A small number of countries, like Taiwan, have been able to manage the negative externalities better than others through a distinctive mix of governance attributes — at once vigorously participatory, highly trustworthy, competent and with careful plans. In 2004, the year after the SARS epidemic, which was widely seen to have been mishandled, the Taiwanese government established the National Health Command Center as “a disaster management center that focuses on large-outbreak response and acts as the operational command point for direct communications among central, regional and local authorities.” Five years later, Taiwanese health officials staged simulated drills as a capability exercise. Simulations revealed the tensions and miscommunications between different levels of government and agencies during a crisis, allowing officials to develop heuristics for overcoming such problems in advance.

Lessons from that process in turn helped to inform the planning that has gone into the current response: how quickly to react to an outbreak; the centralization of production, procurement and distribution of critical medical equipment; the conversion of hospitals from patient-centric to community-centric healthcare. While practice may not make perfect, it certainly beats not practicing.

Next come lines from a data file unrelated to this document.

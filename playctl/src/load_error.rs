//! Load error handling policy
//!
//! Decides what happens after a media load fails: exclude the failing track
//! for a while, retry after a delay, or give up. Policies are pure functions
//! of the error and its context and can be shared across threads.

use crate::error::LoadError;
use crate::format::{Format, TrackType};
use playctl_common::config::LoadErrorConfig;
use playctl_common::time::{is_set, us_to_ms};
use std::collections::HashMap;
use std::sync::atomic::{AtomicU64, Ordering};
use std::time::Duration;
use tracing::debug;

/// Default minimum number of retries before a load error is surfaced
pub const DEFAULT_MIN_LOADABLE_RETRY_COUNT: u32 = 3;

/// Minimum number of retries for progressive live streams
pub const DEFAULT_MIN_LOADABLE_RETRY_COUNT_PROGRESSIVE_LIVE: u32 = 6;

/// Kind of data a load was fetching
#[derive(Debug, Clone, Copy, PartialEq, Eq, Hash)]
pub enum DataType {
    Unknown,
    Media,
    MediaInitialization,
    Drm,
    Manifest,
    TimeSynchronization,
    Ad,
    /// Media of a progressive live stream
    MediaProgressiveLive,
    /// Application-defined data type
    Custom(u32),
}

/// Byte range of a load
#[derive(Debug, Clone, PartialEq, Eq, Default)]
pub struct DataSpec {
    pub uri: String,
    /// Offset of the first byte
    pub position: u64,
    /// Number of bytes, or `None` for "until the end"
    pub length: Option<u64>,
}

impl DataSpec {
    pub fn new(uri: impl Into<String>) -> Self {
        Self {
            uri: uri.into(),
            position: 0,
            length: None,
        }
    }
}

static NEXT_LOAD_TASK_ID: AtomicU64 = AtomicU64::new(0);

/// Information about one load attempt
#[derive(Debug, Clone, PartialEq, Eq)]
pub struct LoadEventInfo {
    /// Id of the load task, stable across retries
    pub load_task_id: u64,
    pub data_spec: DataSpec,
    /// URI after redirects
    pub uri: String,
    pub response_headers: HashMap<String, Vec<String>>,
    /// Monotonic clock time at which the event happened
    pub elapsed_realtime_ms: u64,
    pub load_duration_ms: u64,
    pub bytes_loaded: u64,
}

impl LoadEventInfo {
    /// Process-wide unique, increasing load task id
    pub fn new_id() -> u64 {
        NEXT_LOAD_TASK_ID.fetch_add(1, Ordering::Relaxed)
    }

    /// Event for `data_spec` with a fresh task id and no progress yet
    pub fn new(data_spec: DataSpec) -> Self {
        let uri = data_spec.uri.clone();
        Self {
            load_task_id: Self::new_id(),
            data_spec,
            uri,
            response_headers: HashMap::new(),
            elapsed_realtime_ms: 0,
            load_duration_ms: 0,
            bytes_loaded: 0,
        }
    }
}

/// What the load was for
#[derive(Debug, Clone, PartialEq, Eq)]
pub struct MediaLoadData {
    pub data_type: DataType,
    pub track_type: TrackType,
    pub track_format: Option<Format>,
    /// Start of the loaded media, if it is media with known timing
    pub media_start_time_ms: Option<i64>,
    pub media_end_time_ms: Option<i64>,
}

impl MediaLoadData {
    pub fn new(data_type: DataType) -> Self {
        Self {
            data_type,
            track_type: TrackType::Unknown,
            track_format: None,
            media_start_time_ms: None,
            media_end_time_ms: None,
        }
    }

    /// Set the media time range from microsecond positions; reserved values
    /// leave the bound unknown
    pub fn with_media_time_us(mut self, start_us: i64, end_us: i64) -> Self {
        self.media_start_time_ms = is_set(start_us).then(|| us_to_ms(start_us));
        self.media_end_time_ms = is_set(end_us).then(|| us_to_ms(end_us));
        self
    }
}

/// A failed load and its context
#[derive(Debug, Clone, Copy)]
pub struct LoadErrorInfo<'a> {
    pub load_event_info: &'a LoadEventInfo,
    pub media_load_data: &'a MediaLoadData,
    pub error: &'a LoadError,
    /// Number of errors for this load task so far, starting at 1
    pub error_count: u32,
}

impl<'a> LoadErrorInfo<'a> {
    pub fn new(
        load_event_info: &'a LoadEventInfo,
        media_load_data: &'a MediaLoadData,
        error: &'a LoadError,
        error_count: u32,
    ) -> Self {
        Self {
            load_event_info,
            media_load_data,
            error,
            error_count,
        }
    }
}

/// Decides how load errors are handled
pub trait LoadErrorHandlingPolicy: Send + Sync {
    /// How long to exclude the track that failed to load, or `None` to not
    /// exclude it
    fn exclusion_duration_for(&self, info: &LoadErrorInfo<'_>) -> Option<Duration>;

    /// Delay before retrying the load, or `None` if the error is fatal
    fn retry_delay_for(&self, info: &LoadErrorInfo<'_>) -> Option<Duration>;

    /// Number of retries to attempt before an error is surfaced to the player
    fn minimum_loadable_retry_count(&self, data_type: DataType) -> u32;
}

/// Default policy
///
/// - HTTP 404 and 410 exclude the track for the configured duration (60 s)
/// - parser errors are never retried
/// - everything else is retried after `min((count - 1) * step, max)`,
///   1 s steps up to 5 s by default
#[derive(Debug, Clone, PartialEq, Eq)]
pub struct DefaultLoadErrorHandlingPolicy {
    config: LoadErrorConfig,
}

impl DefaultLoadErrorHandlingPolicy {
    pub fn new(config: LoadErrorConfig) -> Self {
        Self { config }
    }

    pub fn config(&self) -> &LoadErrorConfig {
        &self.config
    }
}

impl Default for DefaultLoadErrorHandlingPolicy {
    fn default() -> Self {
        Self::new(LoadErrorConfig::default())
    }
}

impl LoadErrorHandlingPolicy for DefaultLoadErrorHandlingPolicy {
    fn exclusion_duration_for(&self, info: &LoadErrorInfo<'_>) -> Option<Duration> {
        match info.error.response_code() {
            Some(404) | Some(410) => Some(self.config.exclusion_duration()),
            _ => None,
        }
    }

    fn retry_delay_for(&self, info: &LoadErrorInfo<'_>) -> Option<Duration> {
        if info.error.is_parser_error() {
            return None;
        }
        let attempts = u64::from(info.error_count.saturating_sub(1));
        let delay = Duration::from_millis(attempts.saturating_mul(self.config.retry_delay_step_ms));
        Some(delay.min(self.config.max_retry_delay()))
    }

    fn minimum_loadable_retry_count(&self, data_type: DataType) -> u32 {
        if let Some(count) = self.config.min_loadable_retry_count {
            return count;
        }
        match data_type {
            DataType::MediaProgressiveLive => DEFAULT_MIN_LOADABLE_RETRY_COUNT_PROGRESSIVE_LIVE,
            _ => DEFAULT_MIN_LOADABLE_RETRY_COUNT,
        }
    }
}

/// Combined outcome for one failed load
#[derive(Debug, Clone, Copy, PartialEq, Eq)]
pub enum LoadErrorAction {
    /// Retry the load after `delay`
    Retry { delay: Duration },
    /// Exclude the track for `duration` and load another one instead
    Exclude { duration: Duration },
    /// Give up; the error is fatal for this load
    DontRetryFatal,
}

impl LoadErrorAction {
    pub fn is_retry(&self) -> bool {
        matches!(self, LoadErrorAction::Retry { .. })
    }
}

/// Decide what to do with a failed load
///
/// Exclusion is preferred when the caller has an alternative track to switch
/// to (`can_exclude`); otherwise the retry decision applies.
pub fn resolve_action(
    policy: &dyn LoadErrorHandlingPolicy,
    info: &LoadErrorInfo<'_>,
    can_exclude: bool,
) -> LoadErrorAction {
    if can_exclude {
        if let Some(duration) = policy.exclusion_duration_for(info) {
            debug!(
                "Load task {} excluded for {:?} after: {}",
                info.load_event_info.load_task_id, duration, info.error
            );
            return LoadErrorAction::Exclude { duration };
        }
    }
    match policy.retry_delay_for(info) {
        Some(delay) => {
            debug!(
                "Load task {} retry #{} in {:?} after: {}",
                info.load_event_info.load_task_id, info.error_count, delay, info.error
            );
            LoadErrorAction::Retry { delay }
        }
        None => {
            debug!(
                "Load task {} failed fatally: {}",
                info.load_event_info.load_task_id, info.error
            );
            LoadErrorAction::DontRetryFatal
        }
    }
}

/// Whether `error_count` errors exceed the retries the policy grants
/// `data_type`; past that point a retried error is also reported
pub fn exceeds_minimum_retry_count(
    policy: &dyn LoadErrorHandlingPolicy,
    data_type: DataType,
    error_count: u32,
) -> bool {
    error_count > policy.minimum_loadable_retry_count(data_type)
}

#[cfg(test)]
mod tests {
    use super::*;
    use playctl_common::time::TIME_UNSET;

    #[test]
    fn test_new_ids_increase() {
        let first = LoadEventInfo::new_id();
        let second = LoadEventInfo::new_id();
        assert!(second > first);
    }

    #[test]
    fn test_load_event_info_copies_uri() {
        let info = LoadEventInfo::new(DataSpec::new("https://cdn.example.com/a.m4s"));
        assert_eq!(info.uri, "https://cdn.example.com/a.m4s");
        assert_eq!(info.bytes_loaded, 0);
    }

    #[test]
    fn test_media_time_range() {
        let data = MediaLoadData::new(DataType::Media).with_media_time_us(2_000_500, TIME_UNSET);
        assert_eq!(data.media_start_time_ms, Some(2_000));
        assert_eq!(data.media_end_time_ms, None);
    }

    #[test]
    fn test_minimum_retry_count_defaults() {
        let policy = DefaultLoadErrorHandlingPolicy::default();
        assert_eq!(policy.minimum_loadable_retry_count(DataType::Media), 3);
        assert_eq!(
            policy.minimum_loadable_retry_count(DataType::MediaProgressiveLive),
            6
        );
        assert!(!exceeds_minimum_retry_count(&policy, DataType::Media, 3));
        assert!(exceeds_minimum_retry_count(&policy, DataType::Media, 4));
    }

    #[test]
    fn test_configured_minimum_retry_count_wins() {
        let policy = DefaultLoadErrorHandlingPolicy::new(LoadErrorConfig {
            min_loadable_retry_count: Some(1),
            ..LoadErrorConfig::default()
        });
        assert_eq!(
            policy.minimum_loadable_retry_count(DataType::MediaProgressiveLive),
            1
        );
    }

    #[test]
    fn test_retry_delay_capped_by_configured_max() {
        let policy = DefaultLoadErrorHandlingPolicy::new(LoadErrorConfig {
            retry_delay_step_ms: 2_000,
            max_retry_delay_ms: 3_000,
            ..LoadErrorConfig::default()
        });
        let event = LoadEventInfo::new(DataSpec::new("https://cdn.example.com/b.m4s"));
        let data = MediaLoadData::new(DataType::Media);
        let error = LoadError::Http("connection reset".to_string());

        let delay = |count| policy.retry_delay_for(&LoadErrorInfo::new(&event, &data, &error, count));
        assert_eq!(delay(2), Some(Duration::from_millis(2_000)));
        assert_eq!(delay(3), Some(Duration::from_millis(3_000)));
        assert_eq!(delay(u32::MAX), Some(Duration::from_millis(3_000)));
    }

    #[test]
    fn test_policy_is_send_sync() {
        fn assert_send_sync<T: Send + Sync>() {}
        assert_send_sync::<DefaultLoadErrorHandlingPolicy>();
    }
}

But these attributes only pay off for pandemic risk if they can be “stretched” onto a long shadow of the future. Pandemics are an iconic example of risks with a particularly challenging temporal profile — an event that is logically possible and foreseeable, that has massive negative externalities but no definable time horizon of probabilities. It will happen at some point in time, but that time could be tomorrow, it could be in 10 years or it could be in 100 years, far beyond the lifespan of any decision-maker alive today.

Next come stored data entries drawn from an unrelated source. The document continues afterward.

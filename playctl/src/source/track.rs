//! Track groups exposed by a prepared period

use crate::format::Format;
use serde::Serialize;

/// Group of tracks carrying the same content in different formats
#[derive(Debug, Clone, PartialEq, Eq, Serialize)]
pub struct TrackGroup {
    formats: Vec<Format>,
}

impl TrackGroup {
    pub fn new(formats: Vec<Format>) -> Self {
        Self { formats }
    }

    /// Number of tracks in the group
    pub fn len(&self) -> usize {
        self.formats.len()
    }

    pub fn is_empty(&self) -> bool {
        self.formats.is_empty()
    }

    pub fn format(&self, index: usize) -> Option<&Format> {
        self.formats.get(index)
    }

    pub fn formats(&self) -> &[Format] {
        &self.formats
    }

    /// Index of the track with the given format
    pub fn index_of(&self, format: &Format) -> Option<usize> {
        self.formats.iter().position(|f| f == format)
    }
}

/// Ordered collection of track groups
#[derive(Debug, Clone, Default, PartialEq, Eq, Serialize)]
pub struct TrackGroupArray {
    groups: Vec<TrackGroup>,
}

impl TrackGroupArray {
    pub fn new(groups: Vec<TrackGroup>) -> Self {
        Self { groups }
    }

    pub fn len(&self) -> usize {
        self.groups.len()
    }

    pub fn is_empty(&self) -> bool {
        self.groups.is_empty()
    }

    pub fn get(&self, index: usize) -> Option<&TrackGroup> {
        self.groups.get(index)
    }

    pub fn index_of(&self, group: &TrackGroup) -> Option<usize> {
        self.groups.iter().position(|g| g == group)
    }

    pub fn iter(&self) -> impl Iterator<Item = &TrackGroup> {
        self.groups.iter()
    }
}

#[cfg(test)]
mod tests {
    use super::*;

    #[test]
    fn test_group_lookup() {
        let aac = Format::with_mime_type("audio/mp4a-latm");
        let opus = Format::with_mime_type("audio/opus");
        let group = TrackGroup::new(vec![aac.clone(), opus.clone()]);

        assert_eq!(group.len(), 2);
        assert_eq!(group.index_of(&opus), Some(1));
        assert_eq!(group.format(0), Some(&aac));
        assert_eq!(group.format(2), None);

        let groups = TrackGroupArray::new(vec![group.clone()]);
        assert_eq!(groups.index_of(&group), Some(0));
        assert!(TrackGroupArray::default().is_empty());
    }
}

Other risks like artificial generalized intelligence or rapid discontinuous climate change have a similar temporal profile. This kind of time horizon is particularly challenging because normally the cost-benefit models that guide most public policies don’t apply. We’d make very different investments if we knew that a pandemic was more than 50% likely in any given year than if we knew the probability was 1% annually for the next 50 years. But we actually don’t know which of those worlds we’re living in.

How do societies and governments extend the shadow of the future so that we will invest in the (sometimes spare) operational capacity that can make it possible to respond effectively to extraordinary crises? Even as the pressures of efficiency and cost-reduction argue for taking every last bit of excess capacity and redundancy out of the system, those investments must be kept in place over time, waiting for trigger signs that a problem is imminent. Because once the early warning indicators are blinking red — or even yellow — it will be too late to assemble the necessary capacity. In this sense, as Taiwan shows, achieving and maintaining operational competence, particularly in the face of problems of collective risk, is inseparable from the commitment to long-term planning.

Americans often decry the fact that the Chinese are playing a “long game” (in foreign policy, for example), but the U.S. has shown the ability to do that as well, most effectively in the immediate post-World War II period. That is what a long shadow of the future entails. It’s neither a democratic nor an authoritarian advantage. It’s not a small-state against large-state advantage. It’s not even necessarily an advantage of capitalism.

What will matter going forward, as ever, is the capacity of political leadership to frame a long-term narrative and stick to it over time. Institutions and incentives can be bent to that narrative. So, of course, can the decision-making psychology of citizens. Shifting how we think about social risk and about the importance of operational competence, and maintaining those new syntheses for a long time, should be the project of this generation.